(Saved entries)
== Segment start ==

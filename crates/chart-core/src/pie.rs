// File: crates/chart-core/src/pie.rs
// Summary: Pie and sunburst panels: wedge geometry, hierarchy validation and drawing.

use std::collections::HashMap;

use skia_safe as skia;

use crate::error::{ChartError, Result};
use crate::format::plain;
use crate::geometry::RectF;
use crate::hit::{HitRegion, HitShape};
use crate::text::{Anchor, Font, TextShaper};
use crate::theme::{with_alpha, Theme};

/// Skia angle of 12 o'clock.
const TOP_DEG: f32 = -90.0;

#[derive(Clone, Debug, Default)]
pub struct PieChart {
    pub title: Option<String>,
    pub labels: Vec<String>,
    pub values: Vec<f64>,
    pub colors: Vec<skia::Color>,
    /// Radial offset per wedge as a fraction of the radius.
    pub explode: Vec<f32>,
    pub percent_labels: bool,
    pub hover: Option<String>,
}

/// One wedge in Skia angles (degrees clockwise from 3 o'clock).
#[derive(Clone, Copy, Debug, PartialEq)]
pub struct Wedge {
    pub start: f32,
    pub sweep: f32,
    pub fraction: f64,
}

impl Wedge {
    pub fn mid(&self) -> f32 { self.start + self.sweep * 0.5 }
}

impl PieChart {
    pub fn new<S: Into<String>>(labels: impl IntoIterator<Item = S>, values: &[f64]) -> Result<Self> {
        let labels: Vec<String> = labels.into_iter().map(Into::into).collect();
        if labels.len() != values.len() {
            return Err(ChartError::LengthMismatch { labels: labels.len(), values: values.len() });
        }
        Ok(Self { labels, values: values.to_vec(), percent_labels: true, ..Default::default() })
    }

    pub fn with_title(mut self, title: impl Into<String>) -> Self {
        self.title = Some(title.into());
        self
    }

    pub fn with_colors(mut self, colors: Vec<skia::Color>) -> Self {
        self.colors = colors;
        self
    }

    /// Same explode offset for every wedge.
    pub fn exploded(mut self, offset: f32) -> Self {
        self.explode = vec![offset; self.values.len()];
        self
    }

    pub fn with_hover(mut self, template: impl Into<String>) -> Self {
        self.hover = Some(template.into());
        self
    }

    /// Wedges counter-clockwise from 12 o'clock; negative values count as zero.
    pub fn wedges(&self) -> Vec<Wedge> {
        let total: f64 = self.values.iter().map(|v| v.max(0.0)).sum();
        let mut acc = 0.0;
        self.values
            .iter()
            .map(|v| {
                let fraction = if total > 0.0 { v.max(0.0) / total } else { 0.0 };
                let w = Wedge { start: TOP_DEG - (acc * 360.0) as f32, sweep: -(fraction * 360.0) as f32, fraction };
                acc += fraction;
                w
            })
            .collect()
    }

    fn hover_text(&self, i: usize, w: &Wedge) -> String {
        let label = self.labels[i].replace('\n', " ");
        let pct = format!("{:.1}%", w.fraction * 100.0);
        match &self.hover {
            Some(t) => t.replace("{x}", &label).replace("{y}", &plain(self.values[i])).replace("{name}", &pct),
            None => format!("{label}: {} ({pct})", plain(self.values[i])),
        }
    }

    pub fn draw(&self, canvas: &skia::Canvas, rect: RectF, theme: &Theme, text: &TextShaper, hits: &mut Vec<HitRegion>) {
        let mut area = rect.inset(6.0, 6.0, 6.0, 6.0);
        if let Some(title) = &self.title {
            let font = Font::new(theme.fonts.axis_label, theme.axis_label).bold();
            let (_, th) = text.measure(title, font);
            text.draw(canvas, title, (area.center_x(), area.top), font, Anchor::TOP);
            area = area.inset(0.0, th + 8.0, 0.0, 0.0);
        }
        // Leave a ring for outside labels.
        let radius = (area.width().min(area.height()) * 0.5 / 1.35).max(1.0);
        let (cx, cy) = (area.center_x(), area.center_y());
        let label_font = Font::new(theme.fonts.base, theme.axis_label);
        let pct_font = Font::new(theme.fonts.base, theme.axis_label).bold();

        let mut paint = skia::Paint::default();
        paint.set_anti_alias(true);
        let mut edge = skia::Paint::default();
        edge.set_anti_alias(true);
        edge.set_style(skia::paint::Style::Stroke);
        edge.set_color(theme.background);
        edge.set_stroke_width(1.0);

        for (i, w) in self.wedges().iter().enumerate() {
            if w.fraction <= 0.0 { continue; }
            let mid = w.mid().to_radians();
            let offset = self.explode.get(i).copied().unwrap_or(0.0) * radius;
            let (wx, wy) = (cx + offset * mid.cos(), cy + offset * mid.sin());
            let oval = skia::Rect::from_ltrb(wx - radius, wy - radius, wx + radius, wy + radius);

            let mut path = skia::Path::new();
            path.move_to((wx, wy));
            path.arc_to(oval, w.start, w.sweep, false);
            path.close();
            paint.set_color(self.colors.get(i).copied().unwrap_or_else(|| theme.palette.cycle(i)));
            canvas.draw_path(&path, &paint);
            canvas.draw_path(&path, &edge);

            let r_label = radius * 1.12;
            let at = (wx + r_label * mid.cos(), wy + r_label * mid.sin());
            text.draw(canvas, &self.labels[i], at, label_font, outside_anchor(mid));
            if self.percent_labels {
                let r_pct = radius * 0.6;
                let at = (wx + r_pct * mid.cos(), wy + r_pct * mid.sin());
                text.draw(canvas, &format!("{:.1}%", w.fraction * 100.0), at, pct_font, Anchor::CENTER);
            }
            hits.push(HitRegion::new(
                HitShape::Wedge { cx: wx, cy: wy, r0: 0.0, r1: radius, start: w.start, sweep: w.sweep },
                self.hover_text(i, w),
            ));
        }
    }
}

/// Anchor for a label placed outside the circle at angle `rad`.
fn outside_anchor(rad: f32) -> Anchor {
    use crate::text::{HAlign, VAlign};
    let (c, s) = (rad.cos(), rad.sin());
    let h = if c > 0.3 { HAlign::Left } else if c < -0.3 { HAlign::Right } else { HAlign::Center };
    let v = if s > 0.3 { VAlign::Top } else if s < -0.3 { VAlign::Bottom } else { VAlign::Middle };
    Anchor::new(h, v)
}

/// Hierarchical node; `parent` is empty for roots.
#[derive(Clone, Debug, PartialEq)]
pub struct SunburstNode {
    pub label: String,
    pub parent: String,
    /// Total value of the node, children included.
    pub value: f64,
}

/// Placed ring segment of a sunburst.
#[derive(Clone, Debug, PartialEq)]
pub struct Segment {
    pub node: usize,
    pub depth: usize,
    pub start: f32,
    pub sweep: f32,
    /// Index of the depth-1 ancestor (or the node itself), used for coloring.
    pub branch: usize,
}

#[derive(Clone, Debug, Default)]
pub struct Sunburst {
    pub title: Option<String>,
    pub nodes: Vec<SunburstNode>,
}

impl Sunburst {
    pub fn new() -> Self { Self::default() }

    pub fn with_title(mut self, title: impl Into<String>) -> Self {
        self.title = Some(title.into());
        self
    }

    pub fn with_node(mut self, label: impl Into<String>, parent: impl Into<String>, value: f64) -> Self {
        self.nodes.push(SunburstNode { label: label.into(), parent: parent.into(), value });
        self
    }

    /// Every non-empty parent must name a node, and parent chains must end at a root.
    pub fn validate(&self) -> Result<()> {
        let index: HashMap<&str, usize> = self.nodes.iter().enumerate().map(|(i, n)| (n.label.as_str(), i)).collect();
        for n in &self.nodes {
            if !n.parent.is_empty() && !index.contains_key(n.parent.as_str()) {
                return Err(ChartError::UnknownParent { label: n.label.clone(), parent: n.parent.clone() });
            }
        }
        for n in &self.nodes {
            let mut cur = n;
            let mut steps = 0;
            while !cur.parent.is_empty() {
                steps += 1;
                if steps > self.nodes.len() {
                    return Err(ChartError::Cycle(n.label.clone()));
                }
                cur = &self.nodes[index[cur.parent.as_str()]];
            }
        }
        Ok(())
    }

    /// Depth-first layout: roots share the full circle by value, children
    /// take their share of the parent's angle (clockwise from 12 o'clock).
    pub fn layout(&self) -> Result<Vec<Segment>> {
        self.validate()?;
        let mut out = Vec::with_capacity(self.nodes.len());
        let roots: Vec<usize> = (0..self.nodes.len()).filter(|&i| self.nodes[i].parent.is_empty()).collect();
        let total: f64 = roots.iter().map(|&i| self.nodes[i].value.max(0.0)).sum();
        let mut start = TOP_DEG;
        for &r in &roots {
            let sweep = if total > 0.0 { (self.nodes[r].value.max(0.0) / total * 360.0) as f32 } else { 0.0 };
            self.place(r, 0, start, sweep, r, &mut out);
            start += sweep;
        }
        Ok(out)
    }

    fn place(&self, node: usize, depth: usize, start: f32, sweep: f32, branch: usize, out: &mut Vec<Segment>) {
        out.push(Segment { node, depth, start, sweep, branch });
        let label = &self.nodes[node].label;
        // Children that add up to more than their parent are scaled to fit its angle.
        let children_total: f64 = self.nodes.iter().filter(|c| &c.parent == label).map(|c| c.value.max(0.0)).sum();
        let denom = self.nodes[node].value.max(children_total);
        let mut child_start = start;
        for (i, child) in self.nodes.iter().enumerate().filter(|(_, c)| &c.parent == label) {
            let share = if denom > 0.0 { (child.value.max(0.0) / denom) as f32 } else { 0.0 };
            let child_sweep = sweep * share;
            let child_branch = if depth == 0 { i } else { branch };
            self.place(i, depth + 1, child_start, child_sweep, child_branch, out);
            child_start += child_sweep;
        }
    }

    pub fn draw(&self, canvas: &skia::Canvas, rect: RectF, theme: &Theme, text: &TextShaper, hits: &mut Vec<HitRegion>) -> Result<()> {
        let segments = self.layout()?;
        let mut area = rect.inset(6.0, 6.0, 6.0, 6.0);
        if let Some(title) = &self.title {
            let font = Font::new(theme.fonts.title, theme.axis_label).bold();
            let (_, th) = text.measure(title, font);
            text.draw(canvas, title, (area.center_x(), area.top), font, Anchor::TOP);
            area = area.inset(0.0, th + 8.0, 0.0, 0.0);
        }
        let depth = segments.iter().map(|s| s.depth).max().unwrap_or(0) + 1;
        let outer = area.width().min(area.height()) * 0.5 * 0.95;
        let ring = outer / depth as f32;
        let (cx, cy) = (area.center_x(), area.center_y());

        // Depth-1 branches take palette colors in order of appearance.
        let mut branch_colors: HashMap<usize, skia::Color> = HashMap::new();
        for s in segments.iter().filter(|s| s.depth == 1) {
            let next = branch_colors.len();
            branch_colors.entry(s.node).or_insert_with(|| theme.palette.cycle(next));
        }

        let mut fill = skia::Paint::default();
        fill.set_anti_alias(true);
        let mut edge = skia::Paint::default();
        edge.set_anti_alias(true);
        edge.set_style(skia::paint::Style::Stroke);
        edge.set_color(theme.background);
        edge.set_stroke_width(1.5);
        let font = Font::new(theme.fonts.tick, theme.axis_label);

        for s in &segments {
            let node = &self.nodes[s.node];
            let (r0, r1) = (ring * s.depth as f32, ring * (s.depth as f32 + 1.0));
            let color = match s.depth {
                0 => with_alpha(theme.palette.neutral, 0.35),
                d => {
                    let base = branch_colors.get(&s.branch).copied().unwrap_or(theme.palette.neutral);
                    with_alpha(base, (1.0 - 0.22 * (d as f32 - 1.0)).max(0.35))
                }
            };
            fill.set_color(color);
            let path = ring_segment(cx, cy, r0, r1, s.start, s.sweep);
            canvas.draw_path(&path, &fill);
            canvas.draw_path(&path, &edge);

            let arc_len = (s.sweep.abs().to_radians()) * (r0 + r1) * 0.5;
            let (tw, _) = text.measure(&node.label, font);
            if s.depth == 0 || tw <= arc_len.max(ring) * 0.95 {
                let mid = (s.start + s.sweep * 0.5).to_radians();
                let r_mid = if s.depth == 0 && s.sweep >= 359.0 { 0.0 } else { (r0 + r1) * 0.5 };
                text.draw(canvas, &node.label, (cx + r_mid * mid.cos(), cy + r_mid * mid.sin()), font, Anchor::CENTER);
            }
            hits.push(HitRegion::new(
                HitShape::Wedge { cx, cy, r0, r1, start: s.start, sweep: s.sweep },
                format!("<b>{}</b><br>Value: {}<br>Percent: {:.1}%", node.label, plain(node.value), s.sweep.abs() / 3.6),
            ));
        }
        Ok(())
    }
}

/// Closed annulus segment; a zero inner radius yields a pie wedge.
fn ring_segment(cx: f32, cy: f32, r0: f32, r1: f32, start: f32, sweep: f32) -> skia::Path {
    let outer = skia::Rect::from_ltrb(cx - r1, cy - r1, cx + r1, cy + r1);
    let mut path = skia::Path::new();
    if sweep >= 359.99 && r0 <= 0.0 {
        path.add_circle((cx, cy), r1, None);
        return path;
    }
    if r0 <= 0.0 {
        path.move_to((cx, cy));
        path.arc_to(outer, start, sweep, false);
    } else {
        let inner = skia::Rect::from_ltrb(cx - r0, cy - r0, cx + r0, cy + r0);
        path.arc_to(outer, start, sweep, true);
        path.arc_to(inner, start + sweep, -sweep, false);
    }
    path.close();
    path
}

#[cfg(test)]
mod tests {
    use super::*;

    #[test]
    fn wedges_run_counter_clockwise_from_top() {
        let pie = PieChart::new(["On-Site", "Hybrid", "Remote"], &[56.0, 29.0, 15.0]).unwrap();
        let w = pie.wedges();
        assert_eq!(w[0].start, -90.0);
        assert!((w[0].sweep + 201.6).abs() < 1e-3);
        assert!((w[1].start - (-90.0 - 201.6)).abs() < 1e-3);
        let total: f64 = w.iter().map(|w| w.fraction).sum();
        assert!((total - 1.0).abs() < 1e-9);
    }

    #[test]
    fn unknown_parent_is_rejected() {
        let s = Sunburst::new().with_node("IT", "", 10.0).with_node("Rust", "Systems", 2.0);
        assert!(matches!(s.validate(), Err(ChartError::UnknownParent { .. })));
    }

    #[test]
    fn parent_cycle_is_rejected() {
        let s = Sunburst::new().with_node("A", "B", 1.0).with_node("B", "A", 1.0);
        assert!(matches!(s.validate(), Err(ChartError::Cycle(_))));
    }

    #[test]
    fn children_split_parent_angle_by_value() {
        let s = Sunburst::new()
            .with_node("IT", "", 100.0)
            .with_node("Languages", "IT", 50.0)
            .with_node("Cloud", "IT", 25.0)
            .with_node("Python", "Languages", 25.0);
        let segs = s.layout().unwrap();
        assert_eq!(segs.len(), 4);
        assert_eq!(segs[0].sweep, 360.0);
        let langs = segs.iter().find(|g| g.node == 1).unwrap();
        assert_eq!(langs.sweep, 180.0);
        let python = segs.iter().find(|g| g.node == 3).unwrap();
        assert_eq!((python.depth, python.sweep, python.branch), (2, 90.0, 1));
        let cloud = segs.iter().find(|g| g.node == 2).unwrap();
        assert_eq!(cloud.start, -90.0 + 180.0);
    }

    #[test]
    fn oversized_children_are_scaled_into_parent() {
        let s = Sunburst::new()
            .with_node("IT", "", 100.0)
            .with_node("USA", "IT", 120.0)
            .with_node("APAC", "IT", 80.0);
        let segs = s.layout().unwrap();
        let total: f32 = segs.iter().filter(|g| g.depth == 1).map(|g| g.sweep).sum();
        assert!((total - 360.0).abs() < 1e-3);
        assert!((segs[1].sweep - 216.0).abs() < 1e-3);
    }
}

== Segment end ==

→ **What you need to do**:
Can you quote exactly the lines from the one containing "let total: f32" through the last line of the records above, and nothing else?

→ **Response to the task**:
        let total: f32 = segs.iter().filter(|g| g.depth == 1).map(|g| g.sweep).sum();
        assert!((total - 360.0).abs() < 1e-3);
        assert!((segs[1].sweep - 216.0).abs() < 1e-3);
    }
}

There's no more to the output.